2. Monitor all your accounts. It's easy to pay a bill without checking it closely. But that's one way to miss fraudulent charges or errors. Check your banking and credit card accounts carefully every week. Your financial institutions and sites such as Mint.com can help you track spending through email and text alerts. You can also use alerts as reminders to pay bills.
“If you pay a credit card bill late, the credit issuer could raise your interest rate,” says Gamm. And, even worse, that late payment gets reported to the credit bureaus, and your credit score takes a hit.
3. Become familiar with your credit reports and credit score. Most people don't become acquainted with their credit reports until right before they want to apply for a mortgage. That's a mistake.
The credit reports are generated by the three major credit bureaus, Experian, Equifax and TransUnion. They track whether you are paying on time, how much debt you have, how long you have had credit, the types of credit you have and any new credit.
You should check your reports every year for fraud and errors. Some experts advise that you check a different credit bureau report every four months. You can check each one for free once a year at annualcreditreport.com.
The information on the reports goes into your credit score calculation — another important item to keep on top of.
“Knowing your credit score is kind of like your grade in the financial world,” says Grosz. You can check your FICO score, the one most lenders use, at MyFICO.com for a small fee. The FICO score ranges from 300 to 850, with excellent credit beginning in the mid-700s.

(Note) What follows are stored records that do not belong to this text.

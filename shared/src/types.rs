//! Common types used across the platform

use chrono::{Duration, NaiveDate};
use serde::{Deserialize, Serialize};

/// Inclusive date range for queries
#[derive(Debug, Clone, Copy, Serialize, Deserialize, PartialEq, Eq)]
pub struct DateRange {
    pub start: NaiveDate,
    pub end: NaiveDate,
}

impl DateRange {
    /// The `days` days ending on `end`, inclusive
    pub fn last_days(end: NaiveDate, days: u32) -> Self {
        let span = i64::from(days.max(1)) - 1;
        Self {
            start: end - Duration::days(span),
            end,
        }
    }

    pub fn is_valid(&self) -> bool {
        self.start <= self.end
    }
}

#[cfg(test)]
mod tests {
    use super::*;

    #[test]
    fn test_last_days_is_inclusive() {
        let end = NaiveDate::from_ymd_opt(2024, 3, 31).unwrap();
        let range = DateRange::last_days(end, 30);
        assert_eq!(range.start, NaiveDate::from_ymd_opt(2024, 3, 2).unwrap());
        assert_eq!(range.end, end);
        assert_eq!((range.end - range.start).num_days(), 29);
    }

    #[test]
    fn test_single_day_range() {
        let day = NaiveDate::from_ymd_opt(2024, 1, 1).unwrap();
        let range = DateRange::last_days(day, 0);
        assert_eq!(range.start, day);
        assert!(range.is_valid());
    }
}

4. Make student loans work for you. You may be dreading when you have to start paying back your student loans, but they actually serve an important purpose for your credit.
“In terms of credit score, student loans impact credit in a positive way because they are installment loans,” says Grosz. By showing that you can pay a set amount on time each month, it indicates to lenders that you know how to manage a debt. Lenders also like to see that you have a variety of types of credit.
The standard 10-year repayment plan is best, and paying extra on the principal is ideal. Some students make interest payments while they are in school, while others use any extra cash they have toward their monthly payments to shorten the life of the loan even more, decreasing the amount they'll ultimately pay.
If you're not able to afford the payment, the worst thing you can do is to stop making payments. Instead, you can opt for income-based repayment, or extended repayment, both of which offer short-term relief, but lengthen the life of the loan. The Student Aid website breaks down all of your options, but as Gamm explains, it's a matter of math. “Deferment and programs where you can postpone payments will start to creep up on you if you don't start tackling your debt as soon as possible,” he says.
5. Pay all your bills on time, all the time. “Paying your bills on time is 35 percent of your credit score,” says Gamm. That includes not only credit card bills, but your cell phone bill or any other accounts in your name. “If you don't pay on time, the creditor can send it to collections and that can be reported to the credit bureaus,” he explains. Add to that the fact that if you're assessed late fees, you're essentially throwing your money away.
Building a strong credit history is just like acing a course. Not showing up, failing exams and then pulling an all-nighter at the last minute to try to pass the final isn't a good strategy. The same is true for your credit. You need to start strong, be consistent and develop good habits that can serve you well for the rest of your financial life.